## Exercise material
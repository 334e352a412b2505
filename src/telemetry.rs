//! Telemetry initialization (tracing/tracing-subscriber).
//!
//! - LOG_LEVEL controls the filter (e.g. "debug" or directives like
//!   "info,session=debug,content=debug,tower_http=info").
//! - LOG_FORMAT selects "pretty" (default) or "json" structured logs.
//!
//! Log targets used across the crate: `batak_backend` (server lifecycle, WS),
//! `content` (store, content bank, renderer fallbacks), `session` (lesson sessions).

use tracing_subscriber::EnvFilter;

const DEFAULT_DIRECTIVES: &str = "info,content=debug,session=debug,batak_backend=debug,tower_http=info,axum=info";

pub fn init_tracing() {
    let filter = EnvFilter::try_from_env("LOG_LEVEL").unwrap_or_else(|_| EnvFilter::new(DEFAULT_DIRECTIVES));

    let builder = tracing_subscriber::fmt()
        .with_env_filter(filter)
        .with_target(true)
        .with_file(true)
        .with_line_number(true);

    match std::env::var("LOG_FORMAT").as_deref() {
        Ok("json") => builder.json().init(),
        _ => builder.init(),
    }
}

## Aim of the exercise
Please reproduce the listing exactly, keeping every line as it is.

## Your response
repository 334e352a412b2505
filename src/telemetry.rs
//! Telemetry initialization (tracing/tracing-subscriber).
//!
//! - LOG_LEVEL controls the filter (e.g. "debug" or directives like
//!   "info,session=debug,content=debug,tower_http=info").
//! - LOG_FORMAT selects "pretty" (default) or "json" structured logs.
//!
//! Log targets used across the crate: `batak_backend` (server lifecycle, WS),
//! `content` (store, content bank, renderer fallbacks), `session` (lesson sessions).

use tracing_subscriber::EnvFilter;

const DEFAULT_DIRECTIVES: &str = "info,content=debug,session=debug,batak_backend=debug,tower_http=info,axum=info";

pub fn init_tracing() {
    let filter = EnvFilter::try_from_env("LOG_LEVEL").unwrap_or_else(|_| EnvFilter::new(DEFAULT_DIRECTIVES));

    let builder = tracing_subscriber::fmt()
        .with_env_filter(filter)
        .with_target(true)
        .with_file(true)
        .with_line_number(true);

    match std::env::var("LOG_FORMAT").as_deref() {
        Ok("json") => builder.json().init(),
        _ => builder.init(),
    }
}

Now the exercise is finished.